Clínicos comunicam suspensão dos serviços no Estado, a partir de 1º de fevereiro, por conta dos atrasos em salários. Presidente da Cooperclim, Uildeia Galvão (foto) tem sinal verde do Sindicato dos Médicos
Os clínicos são os primeiros médicos a iniciar o processo formal de suspensão do contrato com o Governo do Amazonas. A Sociedade de Clínica Médica do Amazonas S/S Ltda (Cooperclim) recebeu sinal verde do Sindicato dos Médicos para o rompimento. O rompimento contratual ocorreria a partir das 7h do dia 1º de fevereiro.

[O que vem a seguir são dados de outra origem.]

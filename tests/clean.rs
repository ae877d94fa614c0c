mod common;

use std::fs;

use billing_cleaner::pipeline::clean_file;
use billing_cleaner::transform::Metrics;

use common::{HEADER, TestWorkspace, fixture, fixture_path};

#[test]
fn cleans_fixture_to_golden_output() {
    let ws = TestWorkspace::new();
    let output = ws.path().join("out.csv");

    let metrics = clean_file(&fixture_path("patients.csv"), &output).expect("clean");

    assert_eq!(
        metrics,
        Metrics {
            total_records: 12,
            total_billing: "$0.3M".to_string(),
            total_doctors: 10,
            total_hospitals: 11,
        }
    );
    assert_eq!(
        fs::read_to_string(&output).expect("read output"),
        fixture("patients_cleaned.csv")
    );
}

#[test]
fn identical_input_gives_identical_output() {
    let ws = TestWorkspace::new();
    let first = ws.path().join("first.csv");
    let second = ws.path().join("second.csv");

    let a = clean_file(&fixture_path("patients.csv"), &first).expect("clean");
    let b = clean_file(&fixture_path("patients.csv"), &second).expect("clean");

    assert_eq!(a, b);
    assert_eq!(fs::read(&first).expect("read"), fs::read(&second).expect("read"));
}

#[test]
fn cleaning_twice_is_stable() {
    let ws = TestWorkspace::new();
    let once = ws.path().join("once.csv");
    clean_file(&fixture_path("patients.csv"), &once).expect("clean");

    // Drop the index column so the cleaned file can be fed back in.
    let reinput: String = fs::read_to_string(&once)
        .expect("read")
        .lines()
        .map(|line| line.split_once(',').map(|(_, rest)| rest).unwrap_or(line))
        .map(|line| format!("{line}\n"))
        .collect();
    let reinput = ws.write("reinput.csv", &reinput);
    let twice = ws.path().join("twice.csv");
    clean_file(&reinput, &twice).expect("clean again");

    assert_eq!(
        fs::read_to_string(&once).expect("read"),
        fs::read_to_string(&twice).expect("read")
    );
}

#[test]
fn billing_in_millions() {
    let ws = TestWorkspace::new();
    let input = ws.write(
        "big.csv",
        &format!(
            "{HEADER}\n\
             a,1,M,A,F,2024-01-01,D,H,I,2000000,1,U,2024-01-02,X,N\n\
             b,1,M,A,F,2024-01-01,D,H,I,345000,1,U,2024-01-02,X,N\n"
        ),
    );
    let metrics = clean_file(&input, &ws.path().join("big-cleaned.csv")).expect("clean");
    assert_eq!(metrics.total_billing, "$2.3M");
}

#[test]
fn missing_column_writes_nothing() {
    let ws = TestWorkspace::new();
    let input = ws.write("partial.csv", "Name,Doctor\nann,dr a\n");
    let output = ws.path().join("partial-cleaned.csv");

    let err = clean_file(&input, &output).unwrap_err();

    assert_eq!(
        err.root_cause().to_string(),
        "Column 'Date of Admission' not found in uploaded file"
    );
    assert!(!output.exists());
}

#[test]
fn malformed_date_writes_nothing() {
    let ws = TestWorkspace::new();
    let input = ws.write(
        "bad-date.csv",
        &format!(
            "{HEADER}\n\
             a,1,M,A,F,2024-01-01,D,H,I,10,1,U,2024-01-02,X,N\n\
             b,1,M,A,F,2024-13-45,D,H,I,10,1,U,2024-01-02,X,N\n"
        ),
    );
    let output = ws.path().join("bad-date-cleaned.csv");

    let err = clean_file(&input, &output).unwrap_err();

    assert!(err.to_string().contains("row 1"), "{err:#}");
    assert!(!output.exists());
    assert!(!ws.path().join("bad-date-cleaned.csv.tmp").exists());
}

“Do ponto de vista jurídico, com base na Lei 8.666/93, perfeitamente cabível a suspensão do contrato”, diz o Simeam. E “se torna imoral obrigar os profissionais que prestam serviços médicos, e não estão recebendo, permanecer pagando para trabalhar”, acrescenta.

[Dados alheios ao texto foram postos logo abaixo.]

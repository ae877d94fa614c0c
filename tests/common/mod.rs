#![allow(dead_code)]

use std::fs;
use std::path::{Path, PathBuf};

use billing_cleaner::storage::StoragePaths;
use tempfile::{TempDir, tempdir};

pub const HEADER: &str = "Name,Age,Gender,Blood Type,Medical Condition,Date of Admission,Doctor,Hospital,Insurance Provider,Billing Amount,Room Number,Admission Type,Discharge Date,Medication,Test Results";

/// Returns the absolute path to a fixture under `tests/data`.
pub fn fixture_path(name: &str) -> PathBuf {
    PathBuf::from(env!("CARGO_MANIFEST_DIR"))
        .join("tests")
        .join("data")
        .join(name)
}

pub fn fixture(name: &str) -> String {
    fs::read_to_string(fixture_path(name)).expect("read fixture")
}

/// Scratch data directory laid out like the server's.
pub struct TestWorkspace {
    temp_dir: TempDir,
    pub paths: StoragePaths,
}

impl TestWorkspace {
    pub fn new() -> Self {
        let temp_dir = tempdir().expect("temp dir");
        let paths = StoragePaths::new(temp_dir.path());
        paths.ensure_dirs().expect("create data dirs");
        Self { temp_dir, paths }
    }

    pub fn path(&self) -> &Path {
        self.temp_dir.path()
    }

    pub fn write(&self, name: &str, contents: &str) -> PathBuf {
        let path = self.temp_dir.path().join(name);
        fs::write(&path, contents).expect("write temp file");
        path
    }

    pub fn uploads(&self) -> Vec<PathBuf> {
        list(&self.paths.upload_dir)
    }

    pub fn cleaned(&self) -> Vec<PathBuf> {
        list(&self.paths.cleaned_dir)
    }
}

fn list(dir: &Path) -> Vec<PathBuf> {
    let mut out: Vec<PathBuf> = fs::read_dir(dir)
        .expect("read dir")
        .map(|entry| entry.expect("dir entry").path())
        .collect();
    out.sort();
    out
}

Os médicos, reunidos em associações das diversas especialidades, estão em rota de choque com o Governo Wilson Lima. Nesta segunda, secretários estaduais de Fazenda e Saúde disseram não haver dinheiro para cobrir o gasto com saúde de dezembro. “O Estado destinará 60% das suas receitas de janeiro para a saúde”, disse Alex Del Giglio. O total de caixa é de R$ 108,3 milhões, para custeio de toda a máquina estadual. Os 60% correspondem a cerca de R$ 65,7 milhões, menos que o valor gasto em dezembro/2018.

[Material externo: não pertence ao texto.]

//! Prometheus metrics.
//!
//! Recording goes through the `metrics` facade. Until [`init_metrics`]
//! installs the Prometheus recorder every `record_*` call is a no-op.
//!
//! | Metric | Type | Labels |
//! |--------|------|--------|
//! | `nfsim_handshakes_total` | Counter | `outcome` |
//! | `nfsim_handshake_duration_seconds` | Histogram | `outcome` |
//! | `nfsim_handshakes_in_flight` | Gauge | - |
//! | `nfsim_callbacks_total` | Counter | `result` |
//! | `nfsim_relays_total` | Counter | `outcome` |
//! | `nfsim_peer_requests_total` | Counter | `status` |

use crate::error::TelemetryError;
use crate::TelemetryResult;
use metrics::{counter, describe_counter, describe_gauge, describe_histogram, gauge, histogram};
use metrics_exporter_prometheus::{Matcher, PrometheusBuilder, PrometheusHandle};
use std::sync::OnceLock;
use std::time::Duration;

static METRICS_HANDLE: OnceLock<PrometheusHandle> = OnceLock::new();

const HANDSHAKES_TOTAL: &str = "nfsim_handshakes_total";
const HANDSHAKE_DURATION: &str = "nfsim_handshake_duration_seconds";
const HANDSHAKES_IN_FLIGHT: &str = "nfsim_handshakes_in_flight";
const CALLBACKS_TOTAL: &str = "nfsim_callbacks_total";
const RELAYS_TOTAL: &str = "nfsim_relays_total";
const PEER_REQUESTS_TOTAL: &str = "nfsim_peer_requests_total";

/// Metrics configuration.
#[derive(Debug, Clone)]
pub struct MetricsConfig {
    /// Whether to install the Prometheus recorder.
    pub enabled: bool,

    /// Histogram buckets for handshake duration, in seconds.
    pub duration_buckets: Vec<f64>,
}

impl Default for MetricsConfig {
    fn default() -> Self {
        Self {
            enabled: true,
            // Relay delay is 1s by default, so resolution is spent around it.
            duration_buckets: vec![0.05, 0.1, 0.25, 0.5, 1.0, 1.5, 2.0, 5.0, 10.0, 30.0],
        }
    }
}

/// Installs the Prometheus recorder as the global `metrics` recorder.
///
/// # Errors
///
/// Returns `TelemetryError::MetricsInit` if the buckets are rejected or a
/// recorder is already installed.
pub fn init_metrics(config: &MetricsConfig) -> TelemetryResult<()> {
    if !config.enabled {
        return Ok(());
    }

    let handle = PrometheusBuilder::new()
        .set_buckets_for_metric(
            Matcher::Full(HANDSHAKE_DURATION.to_string()),
            &config.duration_buckets,
        )
        .map_err(|e| TelemetryError::MetricsInit(e.to_string()))?
        .install_recorder()
        .map_err(|e| TelemetryError::MetricsInit(e.to_string()))?;

    let _ = METRICS_HANDLE.set(handle);
    register_metric_descriptions();

    Ok(())
}

/// Renders metrics in Prometheus text format.
///
/// Returns `None` if metrics are not initialized.
#[must_use]
pub fn render_metrics() -> Option<String> {
    METRICS_HANDLE.get().map(PrometheusHandle::render)
}

fn register_metric_descriptions() {
    describe_counter!(HANDSHAKES_TOTAL, "Completed /api handshakes by outcome");
    describe_histogram!(
        HANDSHAKE_DURATION,
        "Time from /api request to callback release, in seconds"
    );
    describe_gauge!(HANDSHAKES_IN_FLIGHT, "Handshakes currently waiting");
    describe_counter!(CALLBACKS_TOTAL, "Callbacks received by result");
    describe_counter!(RELAYS_TOTAL, "Delayed relays by outcome");
    describe_counter!(PEER_REQUESTS_TOTAL, "Outbound peer requests by status");
}

/// Records a finished handshake.
///
/// `outcome` is `completed` or an error category.
pub fn record_handshake(outcome: &'static str, duration: Duration) {
    counter!(HANDSHAKES_TOTAL, "outcome" => outcome).increment(1);
    histogram!(HANDSHAKE_DURATION, "outcome" => outcome).record(duration.as_secs_f64());
}

/// Records a callback (`accepted` or `rejected`).
pub fn record_callback(result: &'static str) {
    counter!(CALLBACKS_TOTAL, "result" => result).increment(1);
}

/// Records the end of a delayed relay (`sent`, `failed` or `cancelled`).
pub fn record_relay(outcome: &'static str) {
    counter!(RELAYS_TOTAL, "outcome" => outcome).increment(1);
}

/// Records an outbound peer request. `status` is `None` when no response
/// arrived.
pub fn record_peer_request(status: Option<u16>) {
    let status = status.map_or_else(|| "error".to_string(), |s| s.to_string());
    counter!(PEER_REQUESTS_TOTAL, "status" => status).increment(1);
}

/// Keeps `nfsim_handshakes_in_flight` raised while alive.
#[derive(Debug)]
pub struct InFlightGuard {
    _private: (),
}

impl InFlightGuard {
    /// Increments the gauge and returns the guard that decrements it.
    #[must_use]
    pub fn new() -> Self {
        gauge!(HANDSHAKES_IN_FLIGHT).increment(1.0);
        Self { _private: () }
    }
}

impl Default for InFlightGuard {
    fn default() -> Self {
        Self::new()
    }
}

impl Drop for InFlightGuard {
    fn drop(&mut self) {
        gauge!(HANDSHAKES_IN_FLIGHT).decrement(1.0);
    }
}

#[cfg(test)]
mod tests {
    use super::*;

    #[test]
    fn test_default_config() {
        let config = MetricsConfig::default();
        assert!(config.enabled);
        assert!(config.duration_buckets.contains(&1.0));
    }

    #[test]
    fn test_record_functions_dont_panic() {
        record_handshake("completed", Duration::from_millis(1200));
        record_callback("accepted");
        record_relay("cancelled");
        record_peer_request(Some(200));
        record_peer_request(None);
        drop(InFlightGuard::new());
    }

    #[test]
    fn test_disabled_metrics() {
        let config = MetricsConfig {
            enabled: false,
            ..Default::default()
        };
        assert!(init_metrics(&config).is_ok());
    }
}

Os médicos reagiram imediatamente ao anúncio de que não receberão sequer os salários de dezembro. Há associações com atrasos desde outubro do ano passado. “Queremos receber em ordem cronológica. O atraso é inaceitável”, disse o presidente do Simeam, Mário Viana, em entrevista à Rádio Diário, nesta terça (29/01).
A ameaça de paralisação circula entre os grupos de médicos nas redes sociais. A presidente da Cooperclim, Uildeia Galvão, deu o primeiro passo com a consulta jurídica ao Simeam para romper o contrato.